**What you are asked to do**
In the entries below, find the lines that include "significance" and give their number as the whole reply.

(Stored data entries)
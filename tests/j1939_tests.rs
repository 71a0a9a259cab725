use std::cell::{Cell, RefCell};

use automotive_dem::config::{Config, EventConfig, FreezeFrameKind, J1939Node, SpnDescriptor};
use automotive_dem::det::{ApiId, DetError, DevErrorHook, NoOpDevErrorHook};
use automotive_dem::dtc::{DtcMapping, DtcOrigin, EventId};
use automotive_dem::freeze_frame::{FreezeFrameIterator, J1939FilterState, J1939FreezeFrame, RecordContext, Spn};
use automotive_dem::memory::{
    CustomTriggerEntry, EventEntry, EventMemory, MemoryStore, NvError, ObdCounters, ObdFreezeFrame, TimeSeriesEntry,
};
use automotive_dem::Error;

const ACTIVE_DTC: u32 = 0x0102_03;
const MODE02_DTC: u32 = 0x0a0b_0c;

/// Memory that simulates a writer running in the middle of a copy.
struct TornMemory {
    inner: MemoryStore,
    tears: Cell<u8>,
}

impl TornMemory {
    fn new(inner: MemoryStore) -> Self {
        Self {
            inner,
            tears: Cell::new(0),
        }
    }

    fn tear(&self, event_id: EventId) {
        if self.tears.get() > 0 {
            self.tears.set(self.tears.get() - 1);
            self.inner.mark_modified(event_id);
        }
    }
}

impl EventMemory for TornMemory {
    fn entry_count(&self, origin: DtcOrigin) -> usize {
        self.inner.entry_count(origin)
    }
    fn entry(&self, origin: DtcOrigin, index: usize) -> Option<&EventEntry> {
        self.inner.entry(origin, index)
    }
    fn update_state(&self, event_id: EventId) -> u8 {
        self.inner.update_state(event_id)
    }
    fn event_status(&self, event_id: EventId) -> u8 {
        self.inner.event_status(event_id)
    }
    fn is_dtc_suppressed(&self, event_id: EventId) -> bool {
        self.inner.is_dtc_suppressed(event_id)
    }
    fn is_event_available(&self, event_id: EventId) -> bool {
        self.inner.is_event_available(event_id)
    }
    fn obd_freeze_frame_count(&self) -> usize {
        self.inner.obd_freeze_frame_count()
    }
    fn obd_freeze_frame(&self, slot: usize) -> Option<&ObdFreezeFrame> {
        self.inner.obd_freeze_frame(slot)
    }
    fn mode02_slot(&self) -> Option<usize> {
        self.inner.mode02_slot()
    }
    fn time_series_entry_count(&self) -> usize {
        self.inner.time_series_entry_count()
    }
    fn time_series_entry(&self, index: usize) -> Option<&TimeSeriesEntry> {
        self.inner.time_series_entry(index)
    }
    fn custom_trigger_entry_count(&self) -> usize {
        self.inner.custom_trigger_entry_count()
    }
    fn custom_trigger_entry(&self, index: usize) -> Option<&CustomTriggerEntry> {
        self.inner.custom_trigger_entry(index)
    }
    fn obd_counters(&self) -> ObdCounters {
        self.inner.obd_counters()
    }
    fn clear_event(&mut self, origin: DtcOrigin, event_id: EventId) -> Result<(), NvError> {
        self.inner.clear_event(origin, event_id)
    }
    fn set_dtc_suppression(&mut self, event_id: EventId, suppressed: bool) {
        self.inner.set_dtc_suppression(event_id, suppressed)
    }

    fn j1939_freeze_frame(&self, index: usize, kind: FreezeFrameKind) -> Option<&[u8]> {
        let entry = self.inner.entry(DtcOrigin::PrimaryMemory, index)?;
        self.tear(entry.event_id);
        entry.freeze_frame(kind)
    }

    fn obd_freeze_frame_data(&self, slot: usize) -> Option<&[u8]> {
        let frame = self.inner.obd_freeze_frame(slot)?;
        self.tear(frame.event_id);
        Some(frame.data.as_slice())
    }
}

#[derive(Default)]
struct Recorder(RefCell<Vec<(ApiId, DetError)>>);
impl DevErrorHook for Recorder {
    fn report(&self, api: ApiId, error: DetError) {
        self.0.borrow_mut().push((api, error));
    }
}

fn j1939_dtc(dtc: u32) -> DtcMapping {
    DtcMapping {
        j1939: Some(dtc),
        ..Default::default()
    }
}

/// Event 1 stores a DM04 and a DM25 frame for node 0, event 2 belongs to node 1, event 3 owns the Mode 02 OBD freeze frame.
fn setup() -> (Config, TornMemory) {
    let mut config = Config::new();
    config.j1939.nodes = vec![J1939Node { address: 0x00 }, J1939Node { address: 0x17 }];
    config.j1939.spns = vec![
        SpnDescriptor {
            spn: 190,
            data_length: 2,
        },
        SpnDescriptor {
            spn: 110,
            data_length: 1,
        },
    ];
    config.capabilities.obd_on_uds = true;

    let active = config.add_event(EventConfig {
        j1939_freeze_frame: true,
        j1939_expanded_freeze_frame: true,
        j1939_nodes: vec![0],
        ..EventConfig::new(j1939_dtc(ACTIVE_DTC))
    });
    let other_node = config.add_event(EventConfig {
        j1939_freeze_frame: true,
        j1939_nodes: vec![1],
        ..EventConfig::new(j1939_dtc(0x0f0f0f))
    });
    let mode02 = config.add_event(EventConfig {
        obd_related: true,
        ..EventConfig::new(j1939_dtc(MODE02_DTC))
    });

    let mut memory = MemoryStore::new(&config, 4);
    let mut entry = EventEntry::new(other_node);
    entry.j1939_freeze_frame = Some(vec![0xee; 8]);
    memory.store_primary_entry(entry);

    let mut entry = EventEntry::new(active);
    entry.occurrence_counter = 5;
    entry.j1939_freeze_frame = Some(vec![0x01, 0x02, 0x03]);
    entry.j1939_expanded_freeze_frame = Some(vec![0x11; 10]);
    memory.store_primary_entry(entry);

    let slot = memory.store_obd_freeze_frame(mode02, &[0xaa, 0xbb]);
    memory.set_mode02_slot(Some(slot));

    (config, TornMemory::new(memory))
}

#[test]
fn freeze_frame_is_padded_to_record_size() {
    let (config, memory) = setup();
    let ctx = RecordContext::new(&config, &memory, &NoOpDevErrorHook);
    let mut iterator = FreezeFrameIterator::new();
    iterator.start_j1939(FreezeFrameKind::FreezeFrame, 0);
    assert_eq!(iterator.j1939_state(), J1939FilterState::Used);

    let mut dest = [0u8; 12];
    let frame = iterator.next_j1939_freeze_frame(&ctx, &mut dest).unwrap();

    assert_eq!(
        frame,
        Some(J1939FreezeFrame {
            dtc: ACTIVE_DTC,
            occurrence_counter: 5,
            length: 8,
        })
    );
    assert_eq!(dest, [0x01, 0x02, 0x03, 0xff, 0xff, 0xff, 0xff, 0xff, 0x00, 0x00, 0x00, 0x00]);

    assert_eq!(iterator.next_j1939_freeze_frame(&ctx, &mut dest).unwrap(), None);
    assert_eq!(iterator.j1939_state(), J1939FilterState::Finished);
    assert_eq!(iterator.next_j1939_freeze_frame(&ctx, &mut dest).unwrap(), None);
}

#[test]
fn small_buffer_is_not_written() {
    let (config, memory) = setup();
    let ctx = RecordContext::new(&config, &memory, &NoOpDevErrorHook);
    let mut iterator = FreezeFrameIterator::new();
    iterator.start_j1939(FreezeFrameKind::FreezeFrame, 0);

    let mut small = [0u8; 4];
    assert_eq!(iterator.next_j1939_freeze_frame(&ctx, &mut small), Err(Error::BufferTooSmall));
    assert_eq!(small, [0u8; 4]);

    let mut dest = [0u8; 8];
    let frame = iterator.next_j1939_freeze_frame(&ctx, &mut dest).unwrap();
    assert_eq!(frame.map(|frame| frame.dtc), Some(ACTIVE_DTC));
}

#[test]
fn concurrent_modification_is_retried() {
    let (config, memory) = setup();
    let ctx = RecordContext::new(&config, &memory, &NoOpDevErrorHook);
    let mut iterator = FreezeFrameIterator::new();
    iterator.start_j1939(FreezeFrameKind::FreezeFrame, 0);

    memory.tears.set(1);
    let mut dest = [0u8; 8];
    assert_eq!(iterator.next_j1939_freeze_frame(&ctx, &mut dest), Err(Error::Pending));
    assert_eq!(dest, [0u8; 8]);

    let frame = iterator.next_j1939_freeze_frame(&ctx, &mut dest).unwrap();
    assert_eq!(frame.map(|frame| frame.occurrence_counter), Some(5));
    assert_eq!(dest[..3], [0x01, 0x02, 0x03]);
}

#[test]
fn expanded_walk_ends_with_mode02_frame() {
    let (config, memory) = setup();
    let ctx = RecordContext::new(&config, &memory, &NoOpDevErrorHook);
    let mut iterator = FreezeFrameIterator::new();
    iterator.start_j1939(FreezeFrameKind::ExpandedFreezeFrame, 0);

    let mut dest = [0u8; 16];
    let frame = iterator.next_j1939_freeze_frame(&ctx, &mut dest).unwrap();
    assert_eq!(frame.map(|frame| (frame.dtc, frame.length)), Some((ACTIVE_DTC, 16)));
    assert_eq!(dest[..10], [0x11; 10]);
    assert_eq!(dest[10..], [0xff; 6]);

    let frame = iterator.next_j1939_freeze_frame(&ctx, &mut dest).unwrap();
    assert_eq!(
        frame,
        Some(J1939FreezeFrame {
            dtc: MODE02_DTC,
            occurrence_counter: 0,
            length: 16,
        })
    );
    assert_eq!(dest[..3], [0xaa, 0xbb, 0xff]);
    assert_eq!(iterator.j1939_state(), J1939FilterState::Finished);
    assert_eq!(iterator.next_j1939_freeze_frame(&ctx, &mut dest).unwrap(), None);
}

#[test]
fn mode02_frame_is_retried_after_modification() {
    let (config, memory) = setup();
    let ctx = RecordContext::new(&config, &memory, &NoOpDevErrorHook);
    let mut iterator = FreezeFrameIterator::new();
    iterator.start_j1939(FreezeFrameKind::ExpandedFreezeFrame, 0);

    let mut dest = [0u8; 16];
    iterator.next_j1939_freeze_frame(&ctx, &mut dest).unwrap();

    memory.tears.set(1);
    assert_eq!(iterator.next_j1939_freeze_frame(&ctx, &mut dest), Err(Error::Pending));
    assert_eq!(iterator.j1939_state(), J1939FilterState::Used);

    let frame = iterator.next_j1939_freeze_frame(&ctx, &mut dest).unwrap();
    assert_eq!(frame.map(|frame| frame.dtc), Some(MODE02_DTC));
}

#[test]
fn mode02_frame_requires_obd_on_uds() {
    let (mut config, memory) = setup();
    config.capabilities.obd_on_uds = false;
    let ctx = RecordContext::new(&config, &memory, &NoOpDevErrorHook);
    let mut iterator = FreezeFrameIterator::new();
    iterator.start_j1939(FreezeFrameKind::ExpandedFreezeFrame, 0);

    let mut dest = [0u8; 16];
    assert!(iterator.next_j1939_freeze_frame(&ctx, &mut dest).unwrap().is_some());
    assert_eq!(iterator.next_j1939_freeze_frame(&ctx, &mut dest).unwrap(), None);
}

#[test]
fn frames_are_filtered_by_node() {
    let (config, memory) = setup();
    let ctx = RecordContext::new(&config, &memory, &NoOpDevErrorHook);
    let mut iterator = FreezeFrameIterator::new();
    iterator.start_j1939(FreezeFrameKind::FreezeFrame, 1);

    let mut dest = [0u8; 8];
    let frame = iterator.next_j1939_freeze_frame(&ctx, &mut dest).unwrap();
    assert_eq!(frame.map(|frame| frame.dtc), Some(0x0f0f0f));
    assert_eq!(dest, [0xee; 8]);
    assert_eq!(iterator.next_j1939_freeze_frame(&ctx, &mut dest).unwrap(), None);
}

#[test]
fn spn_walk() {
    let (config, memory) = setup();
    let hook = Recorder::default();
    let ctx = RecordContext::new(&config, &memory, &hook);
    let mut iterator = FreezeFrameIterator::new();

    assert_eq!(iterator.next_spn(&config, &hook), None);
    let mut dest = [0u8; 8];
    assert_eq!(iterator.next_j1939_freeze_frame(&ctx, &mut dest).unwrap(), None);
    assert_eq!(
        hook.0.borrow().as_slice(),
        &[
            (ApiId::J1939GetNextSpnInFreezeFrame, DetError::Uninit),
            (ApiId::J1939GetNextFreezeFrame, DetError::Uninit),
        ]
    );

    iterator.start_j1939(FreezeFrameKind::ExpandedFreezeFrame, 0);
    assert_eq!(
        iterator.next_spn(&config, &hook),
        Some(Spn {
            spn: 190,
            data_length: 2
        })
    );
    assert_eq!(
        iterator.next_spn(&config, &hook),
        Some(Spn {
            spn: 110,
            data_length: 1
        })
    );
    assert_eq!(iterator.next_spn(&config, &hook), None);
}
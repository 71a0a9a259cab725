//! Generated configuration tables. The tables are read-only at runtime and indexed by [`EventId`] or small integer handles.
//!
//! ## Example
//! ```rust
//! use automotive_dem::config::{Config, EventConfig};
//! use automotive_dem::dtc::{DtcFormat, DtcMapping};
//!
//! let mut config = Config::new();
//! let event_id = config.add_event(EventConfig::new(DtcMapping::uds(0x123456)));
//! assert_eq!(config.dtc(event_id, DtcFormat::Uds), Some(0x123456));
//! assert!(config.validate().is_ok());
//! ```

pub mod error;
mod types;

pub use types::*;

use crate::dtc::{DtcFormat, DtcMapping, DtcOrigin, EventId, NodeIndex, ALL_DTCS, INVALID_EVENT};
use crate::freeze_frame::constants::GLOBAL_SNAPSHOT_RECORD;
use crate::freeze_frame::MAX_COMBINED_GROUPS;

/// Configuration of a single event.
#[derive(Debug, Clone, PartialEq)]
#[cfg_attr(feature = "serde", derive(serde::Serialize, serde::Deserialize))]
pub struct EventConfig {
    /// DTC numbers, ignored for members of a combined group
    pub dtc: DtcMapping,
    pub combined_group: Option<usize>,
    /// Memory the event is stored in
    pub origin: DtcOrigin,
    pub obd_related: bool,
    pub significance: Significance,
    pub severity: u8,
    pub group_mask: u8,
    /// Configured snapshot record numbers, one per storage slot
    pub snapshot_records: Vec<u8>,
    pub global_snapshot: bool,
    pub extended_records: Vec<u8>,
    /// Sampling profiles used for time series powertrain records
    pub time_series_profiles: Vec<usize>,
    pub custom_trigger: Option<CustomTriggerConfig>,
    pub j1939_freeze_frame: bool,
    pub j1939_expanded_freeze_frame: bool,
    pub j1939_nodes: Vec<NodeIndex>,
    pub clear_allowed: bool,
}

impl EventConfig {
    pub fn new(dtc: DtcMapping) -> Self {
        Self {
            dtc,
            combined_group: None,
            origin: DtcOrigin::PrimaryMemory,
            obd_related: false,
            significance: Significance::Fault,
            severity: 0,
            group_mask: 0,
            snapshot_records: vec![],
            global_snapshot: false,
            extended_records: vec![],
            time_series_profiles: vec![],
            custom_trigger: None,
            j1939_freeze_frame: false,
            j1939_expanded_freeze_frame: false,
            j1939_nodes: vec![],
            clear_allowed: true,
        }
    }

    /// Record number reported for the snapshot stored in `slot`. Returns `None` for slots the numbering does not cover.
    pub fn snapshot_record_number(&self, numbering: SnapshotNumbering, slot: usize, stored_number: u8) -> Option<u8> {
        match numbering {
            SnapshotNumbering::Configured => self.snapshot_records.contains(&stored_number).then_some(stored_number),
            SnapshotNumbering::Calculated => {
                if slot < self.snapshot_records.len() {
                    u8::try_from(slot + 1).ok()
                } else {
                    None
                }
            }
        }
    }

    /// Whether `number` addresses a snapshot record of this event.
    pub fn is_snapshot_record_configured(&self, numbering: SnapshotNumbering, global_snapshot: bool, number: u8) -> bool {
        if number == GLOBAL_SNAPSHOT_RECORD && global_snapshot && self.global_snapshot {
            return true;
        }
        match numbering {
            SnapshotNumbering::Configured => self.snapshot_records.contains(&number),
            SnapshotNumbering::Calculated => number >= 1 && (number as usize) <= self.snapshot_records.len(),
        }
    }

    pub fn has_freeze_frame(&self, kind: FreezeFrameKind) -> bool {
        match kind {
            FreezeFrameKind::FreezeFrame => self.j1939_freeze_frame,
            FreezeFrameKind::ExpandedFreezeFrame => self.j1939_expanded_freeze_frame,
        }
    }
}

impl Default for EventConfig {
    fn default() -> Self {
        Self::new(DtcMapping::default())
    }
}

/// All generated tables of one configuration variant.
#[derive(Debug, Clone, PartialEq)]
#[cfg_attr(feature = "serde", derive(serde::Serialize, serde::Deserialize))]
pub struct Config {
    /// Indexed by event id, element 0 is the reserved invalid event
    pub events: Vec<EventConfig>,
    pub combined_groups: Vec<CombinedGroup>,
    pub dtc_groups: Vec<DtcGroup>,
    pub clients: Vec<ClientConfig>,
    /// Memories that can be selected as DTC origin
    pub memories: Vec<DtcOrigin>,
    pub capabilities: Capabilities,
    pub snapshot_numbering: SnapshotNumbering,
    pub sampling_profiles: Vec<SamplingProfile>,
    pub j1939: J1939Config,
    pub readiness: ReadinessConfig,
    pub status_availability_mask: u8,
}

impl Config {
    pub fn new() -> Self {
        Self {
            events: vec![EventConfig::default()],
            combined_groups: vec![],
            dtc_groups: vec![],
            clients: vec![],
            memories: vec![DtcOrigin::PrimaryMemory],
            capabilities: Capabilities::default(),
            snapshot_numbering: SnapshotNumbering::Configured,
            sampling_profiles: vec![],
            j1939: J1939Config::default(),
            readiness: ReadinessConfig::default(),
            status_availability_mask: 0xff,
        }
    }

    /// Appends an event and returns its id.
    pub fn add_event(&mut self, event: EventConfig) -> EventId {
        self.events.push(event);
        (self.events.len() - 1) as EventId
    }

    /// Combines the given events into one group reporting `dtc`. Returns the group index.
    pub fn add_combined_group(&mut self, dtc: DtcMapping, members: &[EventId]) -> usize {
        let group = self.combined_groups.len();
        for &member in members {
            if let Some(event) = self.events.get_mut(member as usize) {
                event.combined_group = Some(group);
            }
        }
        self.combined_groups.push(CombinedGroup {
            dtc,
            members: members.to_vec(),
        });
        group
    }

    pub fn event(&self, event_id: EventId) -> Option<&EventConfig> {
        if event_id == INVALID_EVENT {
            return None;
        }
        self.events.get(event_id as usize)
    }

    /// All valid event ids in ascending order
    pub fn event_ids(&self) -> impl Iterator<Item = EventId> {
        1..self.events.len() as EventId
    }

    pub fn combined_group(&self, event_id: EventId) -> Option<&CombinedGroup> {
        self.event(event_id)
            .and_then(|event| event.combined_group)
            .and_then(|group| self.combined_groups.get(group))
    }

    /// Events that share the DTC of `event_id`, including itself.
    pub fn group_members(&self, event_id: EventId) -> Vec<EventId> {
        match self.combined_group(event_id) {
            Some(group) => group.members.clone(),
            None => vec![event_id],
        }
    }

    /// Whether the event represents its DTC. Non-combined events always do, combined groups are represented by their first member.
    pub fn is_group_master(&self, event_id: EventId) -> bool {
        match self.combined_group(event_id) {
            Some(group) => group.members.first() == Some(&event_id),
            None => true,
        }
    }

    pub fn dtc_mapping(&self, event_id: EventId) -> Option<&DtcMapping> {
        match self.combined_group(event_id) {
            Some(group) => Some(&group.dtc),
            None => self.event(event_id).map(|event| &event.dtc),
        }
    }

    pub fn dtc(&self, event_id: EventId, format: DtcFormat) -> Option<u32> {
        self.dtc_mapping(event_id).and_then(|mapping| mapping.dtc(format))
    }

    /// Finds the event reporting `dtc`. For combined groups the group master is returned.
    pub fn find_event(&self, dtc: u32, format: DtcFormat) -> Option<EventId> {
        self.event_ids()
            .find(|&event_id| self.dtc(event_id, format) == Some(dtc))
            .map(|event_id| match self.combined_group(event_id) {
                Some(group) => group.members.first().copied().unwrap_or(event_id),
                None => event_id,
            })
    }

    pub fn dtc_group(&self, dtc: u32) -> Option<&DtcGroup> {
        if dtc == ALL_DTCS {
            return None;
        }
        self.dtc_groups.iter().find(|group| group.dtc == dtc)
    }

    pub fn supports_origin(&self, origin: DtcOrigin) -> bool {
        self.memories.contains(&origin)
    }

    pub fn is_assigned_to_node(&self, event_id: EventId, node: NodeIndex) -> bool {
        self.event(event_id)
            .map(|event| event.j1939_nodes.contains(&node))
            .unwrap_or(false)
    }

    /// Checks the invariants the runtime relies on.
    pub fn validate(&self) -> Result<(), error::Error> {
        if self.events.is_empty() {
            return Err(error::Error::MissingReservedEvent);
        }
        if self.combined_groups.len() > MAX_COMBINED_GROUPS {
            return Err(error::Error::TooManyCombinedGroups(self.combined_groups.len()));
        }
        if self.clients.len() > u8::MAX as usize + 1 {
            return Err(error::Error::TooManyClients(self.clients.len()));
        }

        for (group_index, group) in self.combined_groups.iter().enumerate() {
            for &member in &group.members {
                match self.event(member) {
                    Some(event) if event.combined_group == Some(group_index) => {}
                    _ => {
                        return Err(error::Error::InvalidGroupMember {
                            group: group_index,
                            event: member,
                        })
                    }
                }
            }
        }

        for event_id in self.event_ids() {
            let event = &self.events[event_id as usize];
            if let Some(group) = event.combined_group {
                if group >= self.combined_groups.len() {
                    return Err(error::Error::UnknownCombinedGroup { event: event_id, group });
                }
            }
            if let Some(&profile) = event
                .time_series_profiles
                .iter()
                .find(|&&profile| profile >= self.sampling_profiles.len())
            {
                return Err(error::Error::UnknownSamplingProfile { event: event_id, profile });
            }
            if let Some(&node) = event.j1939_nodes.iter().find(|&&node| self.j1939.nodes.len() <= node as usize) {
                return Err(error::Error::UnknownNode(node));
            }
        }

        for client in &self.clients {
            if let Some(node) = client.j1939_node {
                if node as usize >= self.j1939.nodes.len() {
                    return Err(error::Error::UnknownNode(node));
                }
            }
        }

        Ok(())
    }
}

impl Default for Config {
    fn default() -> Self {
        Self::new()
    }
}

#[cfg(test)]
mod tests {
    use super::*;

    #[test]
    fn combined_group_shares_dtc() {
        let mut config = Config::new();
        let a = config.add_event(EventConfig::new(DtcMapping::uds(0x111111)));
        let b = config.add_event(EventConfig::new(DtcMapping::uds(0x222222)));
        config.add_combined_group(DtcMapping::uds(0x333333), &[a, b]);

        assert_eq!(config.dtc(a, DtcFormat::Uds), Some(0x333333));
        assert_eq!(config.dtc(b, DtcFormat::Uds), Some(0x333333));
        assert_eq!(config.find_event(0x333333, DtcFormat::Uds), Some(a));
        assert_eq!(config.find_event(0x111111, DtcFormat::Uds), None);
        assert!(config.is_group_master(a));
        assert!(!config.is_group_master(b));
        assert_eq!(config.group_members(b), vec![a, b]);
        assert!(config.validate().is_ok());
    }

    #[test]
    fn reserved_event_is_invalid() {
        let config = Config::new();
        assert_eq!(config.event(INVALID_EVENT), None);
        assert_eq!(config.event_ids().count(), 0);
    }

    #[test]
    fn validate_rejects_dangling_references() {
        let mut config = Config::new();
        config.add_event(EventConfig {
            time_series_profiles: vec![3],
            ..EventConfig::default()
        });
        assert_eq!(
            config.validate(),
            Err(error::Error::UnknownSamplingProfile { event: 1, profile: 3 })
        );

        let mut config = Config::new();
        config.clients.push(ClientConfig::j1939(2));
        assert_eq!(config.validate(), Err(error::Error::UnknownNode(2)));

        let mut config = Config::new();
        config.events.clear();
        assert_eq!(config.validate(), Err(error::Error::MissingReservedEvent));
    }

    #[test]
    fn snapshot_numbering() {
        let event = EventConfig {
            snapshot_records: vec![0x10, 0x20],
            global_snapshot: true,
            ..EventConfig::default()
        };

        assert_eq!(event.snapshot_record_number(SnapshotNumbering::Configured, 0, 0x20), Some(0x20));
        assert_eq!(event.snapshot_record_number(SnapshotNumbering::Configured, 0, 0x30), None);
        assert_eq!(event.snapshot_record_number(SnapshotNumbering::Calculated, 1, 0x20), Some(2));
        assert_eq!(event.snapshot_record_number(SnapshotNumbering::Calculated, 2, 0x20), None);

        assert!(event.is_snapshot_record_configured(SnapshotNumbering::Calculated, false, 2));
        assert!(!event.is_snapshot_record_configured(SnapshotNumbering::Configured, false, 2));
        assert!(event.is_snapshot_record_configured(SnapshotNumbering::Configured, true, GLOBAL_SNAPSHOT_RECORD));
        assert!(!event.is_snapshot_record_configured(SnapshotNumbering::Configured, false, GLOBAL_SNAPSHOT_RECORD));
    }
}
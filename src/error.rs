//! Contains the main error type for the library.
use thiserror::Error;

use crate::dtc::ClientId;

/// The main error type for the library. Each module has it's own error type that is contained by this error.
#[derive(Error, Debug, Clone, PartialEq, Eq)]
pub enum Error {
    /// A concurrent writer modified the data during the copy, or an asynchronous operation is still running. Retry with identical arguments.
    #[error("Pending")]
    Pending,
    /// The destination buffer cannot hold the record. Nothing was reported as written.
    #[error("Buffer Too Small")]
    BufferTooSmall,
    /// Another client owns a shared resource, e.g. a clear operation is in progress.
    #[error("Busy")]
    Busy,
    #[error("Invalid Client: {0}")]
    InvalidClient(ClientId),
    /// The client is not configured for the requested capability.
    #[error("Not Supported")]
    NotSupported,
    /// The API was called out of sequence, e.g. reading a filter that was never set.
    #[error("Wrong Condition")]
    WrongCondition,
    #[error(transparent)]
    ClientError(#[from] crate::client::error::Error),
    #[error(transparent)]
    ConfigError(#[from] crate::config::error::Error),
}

**Result of this exercise**
2